Pearl has been featured in a variety of merchandise such as plush toys, video games, comics and trading cards. The Krabs family restaurant, the Krusty Krab, has been the basis for a Lego playset, and many replicas at attractions. A float modeled after the Krusty Krab, featuring a costumed mascot of Pearl that greeted guests and an animatronic Mr. Krabs, regularly appeared at Sea World's weekly "SpongeBob ParadePants" parade. A full-size replica of the building was built in Ramallah, Palestine in 2014. In January 2016, Nickelodeon's parent company Viacom filed a lawsuit against the operators of a similar for-profit "Krusty Krab" restaurant to be opened in Texas. A Texas federal judge ruled in January 2017 that the planned restaurant violated Viacom's rights to the SpongeBob property, thus halting its construction.

In 2011, the indie rock group Yo La Tengo performed a live version of Mr. Krabs and Pearl's commercial from the episode "As Seen on TV" at the El Rey Theatre in Los Angeles, California. Included as part of Yo La Tengo's first tour, it starred Ira Kaplan as Mr. Krabs and Laura Krafft as Pearl. Billy Gil of L.A. Record praised the performance in his review. An episode of the sketch comedy series Robot Chicken titled "Major League of Extraordinary Gentlemen" includes a skit that stars Mr. Krabs and Pearl. The segment, animated in stop motion like most other sketches on the program, features Mr. Krabs using crab legs as the secret ingredient for Krabby Patties. Before he is exposed for serving cannibal meals, Pearl is shown unsuspectingly eating the patties. Several tracks on The Best Day Ever, a 2006 soundtrack album, feature the vocal performance of Lori Alan as Pearl.
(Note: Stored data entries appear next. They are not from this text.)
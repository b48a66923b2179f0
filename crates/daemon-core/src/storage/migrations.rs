//! Versioned schema migrations.
//!
//! Applied in order at `Store::open`, tracked in `schema_meta`. Kept as a
//! `&[Migration]` array even though the data model currently needs only
//! one migration, so later schema changes land the same way.

/// A single forward-only schema migration.
#[derive(Debug, Clone)]
pub struct Migration {
    pub version: u32,
    pub description: &'static str,
    pub up: &'static str,
}

pub const MIGRATIONS: &[Migration] = &[Migration {
    version: 1,
    description: "Initial daem0n schema: memories, links, rules, triggers, active context, communities, facts",
    up: MIGRATION_V1_UP,
}];

const MIGRATION_V1_UP: &str = r#"
CREATE TABLE IF NOT EXISTS memories (
    id                  INTEGER PRIMARY KEY AUTOINCREMENT,
    category            TEXT NOT NULL,
    content             TEXT NOT NULL,
    rationale           TEXT,
    context             TEXT,
    tags                TEXT NOT NULL DEFAULT '[]',
    file_path           TEXT,
    entities            TEXT NOT NULL DEFAULT '[]',
    valid_time          TEXT NOT NULL,
    transaction_time    TEXT NOT NULL,
    superseded_by       INTEGER REFERENCES memories(id),
    archived            INTEGER NOT NULL DEFAULT 0,
    pinned              INTEGER NOT NULL DEFAULT 0,
    importance_score    REAL NOT NULL DEFAULT 0.5,
    surprise_score      REAL NOT NULL DEFAULT 0.0,
    outcome_worked      INTEGER,
    outcome_text        TEXT,
    outcome_recorded_at TEXT,
    recall_count        INTEGER NOT NULL DEFAULT 0,
    last_recalled_at    TEXT,
    pending_reindex     INTEGER NOT NULL DEFAULT 0
);

CREATE INDEX IF NOT EXISTS idx_memories_category ON memories(category);
CREATE INDEX IF NOT EXISTS idx_memories_file_path ON memories(file_path);
CREATE INDEX IF NOT EXISTS idx_memories_archived ON memories(archived);
CREATE INDEX IF NOT EXISTS idx_memories_transaction_time ON memories(transaction_time);

CREATE VIRTUAL TABLE IF NOT EXISTS memories_fts USING fts5(
    content, rationale, context, tags, file_path,
    content='memories', content_rowid='id', tokenize='porter unicode61'
);

CREATE TRIGGER IF NOT EXISTS memories_fts_ai AFTER INSERT ON memories BEGIN
    INSERT INTO memories_fts(rowid, content, rationale, context, tags, file_path)
    VALUES (new.id, new.content, coalesce(new.rationale, ''), coalesce(new.context, ''), new.tags, coalesce(new.file_path, ''));
END;

CREATE TRIGGER IF NOT EXISTS memories_fts_ad AFTER DELETE ON memories BEGIN
    INSERT INTO memories_fts(memories_fts, rowid, content, rationale, context, tags, file_path)
    VALUES ('delete', old.id, old.content, coalesce(old.rationale, ''), coalesce(old.context, ''), old.tags, coalesce(old.file_path, ''));
END;

CREATE TRIGGER IF NOT EXISTS memories_fts_au AFTER UPDATE ON memories BEGIN
    INSERT INTO memories_fts(memories_fts, rowid, content, rationale, context, tags, file_path)
    VALUES ('delete', old.id, old.content, coalesce(old.rationale, ''), coalesce(old.context, ''), old.tags, coalesce(old.file_path, ''));
    INSERT INTO memories_fts(rowid, content, rationale, context, tags, file_path)
    VALUES (new.id, new.content, coalesce(new.rationale, ''), coalesce(new.context, ''), new.tags, coalesce(new.file_path, ''));
END;

CREATE TABLE IF NOT EXISTS memory_versions (
    memory_id        INTEGER NOT NULL REFERENCES memories(id),
    transaction_time TEXT NOT NULL,
    content          TEXT NOT NULL,
    rationale        TEXT,
    context          TEXT,
    tags             TEXT NOT NULL DEFAULT '[]',
    PRIMARY KEY (memory_id, transaction_time)
);

CREATE TABLE IF NOT EXISTS links (
    source       INTEGER NOT NULL REFERENCES memories(id),
    target       INTEGER NOT NULL REFERENCES memories(id),
    relationship TEXT NOT NULL,
    created_at   TEXT NOT NULL,
    PRIMARY KEY (source, target, relationship)
);

CREATE INDEX IF NOT EXISTS idx_links_target ON links(target);

CREATE TABLE IF NOT EXISTS rules (
    id             INTEGER PRIMARY KEY AUTOINCREMENT,
    trigger_phrase TEXT NOT NULL,
    must_do        TEXT NOT NULL DEFAULT '[]',
    must_not       TEXT NOT NULL DEFAULT '[]',
    ask_first      TEXT NOT NULL DEFAULT '[]',
    warnings       TEXT NOT NULL DEFAULT '[]',
    priority       INTEGER NOT NULL DEFAULT 0,
    enabled        INTEGER NOT NULL DEFAULT 1,
    created_at     TEXT NOT NULL
);

CREATE TABLE IF NOT EXISTS triggers (
    id              INTEGER PRIMARY KEY AUTOINCREMENT,
    pattern         TEXT NOT NULL,
    recall_topic    TEXT NOT NULL,
    category_filter TEXT NOT NULL DEFAULT '[]'
);

CREATE TABLE IF NOT EXISTS active_context (
    memory_id  INTEGER PRIMARY KEY REFERENCES memories(id),
    priority   INTEGER NOT NULL DEFAULT 0,
    reason     TEXT NOT NULL,
    expires_at TEXT,
    pinned_at  TEXT NOT NULL
);

CREATE TABLE IF NOT EXISTS communities (
    id             INTEGER PRIMARY KEY AUTOINCREMENT,
    level          INTEGER NOT NULL,
    parent         INTEGER REFERENCES communities(id),
    members        TEXT NOT NULL DEFAULT '[]',
    summary        TEXT NOT NULL DEFAULT '',
    summary_vector TEXT,
    freshness      TEXT NOT NULL
);

CREATE INDEX IF NOT EXISTS idx_communities_level ON communities(level);

CREATE TABLE IF NOT EXISTS facts (
    id               INTEGER PRIMARY KEY AUTOINCREMENT,
    source_memory_id INTEGER NOT NULL REFERENCES memories(id),
    content_key      TEXT NOT NULL UNIQUE,
    content          TEXT NOT NULL,
    promoted_at      TEXT NOT NULL
);

CREATE TABLE IF NOT EXISTS success_counters (
    content_key TEXT PRIMARY KEY,
    successes   INTEGER NOT NULL DEFAULT 0
);

CREATE TABLE IF NOT EXISTS schema_meta (
    version INTEGER NOT NULL
);
"#;
//! Translates `daemon_core::EngineError` (and this crate's own transport
//! failures) into the `{code, message, remediation?}` tool-response
//! envelope described in the engine's error design.

use serde::Serialize;
use serde_json::Value;

use daemon_core::EngineError;

#[derive(Debug, thiserror::Error)]
pub enum DaemonError {
    #[error(transparent)]
    Engine(#[from] EngineError),

    #[error("invalid argument: {0}")]
    InvalidArgument(String),

    #[error("unknown action '{0}' for this tool")]
    UnknownAction(String),

    #[error("unknown tool '{0}'")]
    UnknownTool(String),
}

#[derive(Debug, Clone, Serialize)]
#[serde(rename_all = "camelCase")]
pub struct ErrorEnvelope {
    pub code: &'static str,
    pub message: String,
    #[serde(skip_serializing_if = "Option::is_none")]
    pub remediation: Option<&'static str>,
}

impl DaemonError {
    pub fn to_envelope(&self) -> ErrorEnvelope {
        match self {
            DaemonError::Engine(e) => ErrorEnvelope {
                code: e.code(),
                message: e.to_string(),
                remediation: e.remediation(),
            },
            DaemonError::InvalidArgument(msg) => ErrorEnvelope {
                code: "InvalidArgument",
                message: msg.clone(),
                remediation: None,
            },
            DaemonError::UnknownAction(action) => ErrorEnvelope {
                code: "InvalidArgument",
                message: format!("unknown action '{action}' for this tool"),
                remediation: None,
            },
            DaemonError::UnknownTool(name) => ErrorEnvelope {
                code: "InvalidArgument",
                message: format!("unknown tool '{name}'"),
                remediation: None,
            },
        }
    }

    pub fn to_value(&self) -> Value {
        serde_json::to_value(self.to_envelope()).unwrap_or_else(|_| {
            serde_json::json!({"code": "InternalError", "message": self.to_string()})
        })
    }
}

pub type DaemonResult<T> = std::result::Result<T, DaemonError>;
The segment "Pearl Krabs aka Caller #5!" is a skit between Pearl and a disc jockey voiced by radio personality Jerry Blavat.

===Broadway musical===
In the 2017 Broadway musical based on SpongeBob, which premiered at the Palace Theatre in New York City, Pearl is played by Jai'len Christine Li Josey. Her attire in the musical was inspired by her animated counterpart; it includes a cheerleading uniform, an Afro styled into the shape of Pearl's whale head, and a pair of platform sneakers that replicate Pearl's signature loud stomping from the cartoon. In the production, Mr. Krabs plans to make her the Krusty Krab's new manager rather than SpongeBob. However, Pearl wants to become a rock band singer instead and is troubled by her father's disregard for her own hopes and dreams. She sings a duet with Mr. Krabs titled "Daddy Knows Best," an original composition written by Alex Ebert that highlights the two characters' differences.

Josey's performance as Pearl has been critically lauded, with some reviewers highlighting her as the breakout star of the musical. Entertainment Tonight named Josey one of the eight best Broadway debuts of 2017, writing that none of the musical's other debuts "were more impressive than Josey, who at 18, quite literally stormed the stage as the teenage sperm whale Pearl Krabs. Her looming presence was only matched by her stunning vocal performance." Josh Ferri of BroadwayBox.com included Pearl's "Daddy Knows Best" on a list of his 15 favorite Broadway songs of 2017, calling it "a rare star is born moment...this is for [Josey] what 'Miss Marmelstein' was for young Streisand." Jo Rosenthal of Vice wrote that "Josey nearly stole the entire show as Pearl, her voice eliciting roars of joy from the audience as she lamented the greed of her dad, Mr. Krabs." Casey Curtis of the New York Theatre Guide said that Josey's voice "was so beautifully strong and clear that it made me get misty-eyed." Vulture's Sara Holdren said, "Definitely try not to say 'daaamn' under your breath [during] 'Daddy Knows Best.' This whale can wail." Isabella Biedenharn of Entertainment Weekly called Josey's Pearl a "vocal powerhouse" and Siddhant Adlakha of Birth.Movies.Death. said that "every solo she gets is a moment to behold." Audience reception was similarly positive; in an analysis of reviews from children who attended the musical, Newsday reported that Pearl's character was "a part of the show that everyone seemed to enjoy" and that Josey's vocal performance "was an outstanding addition."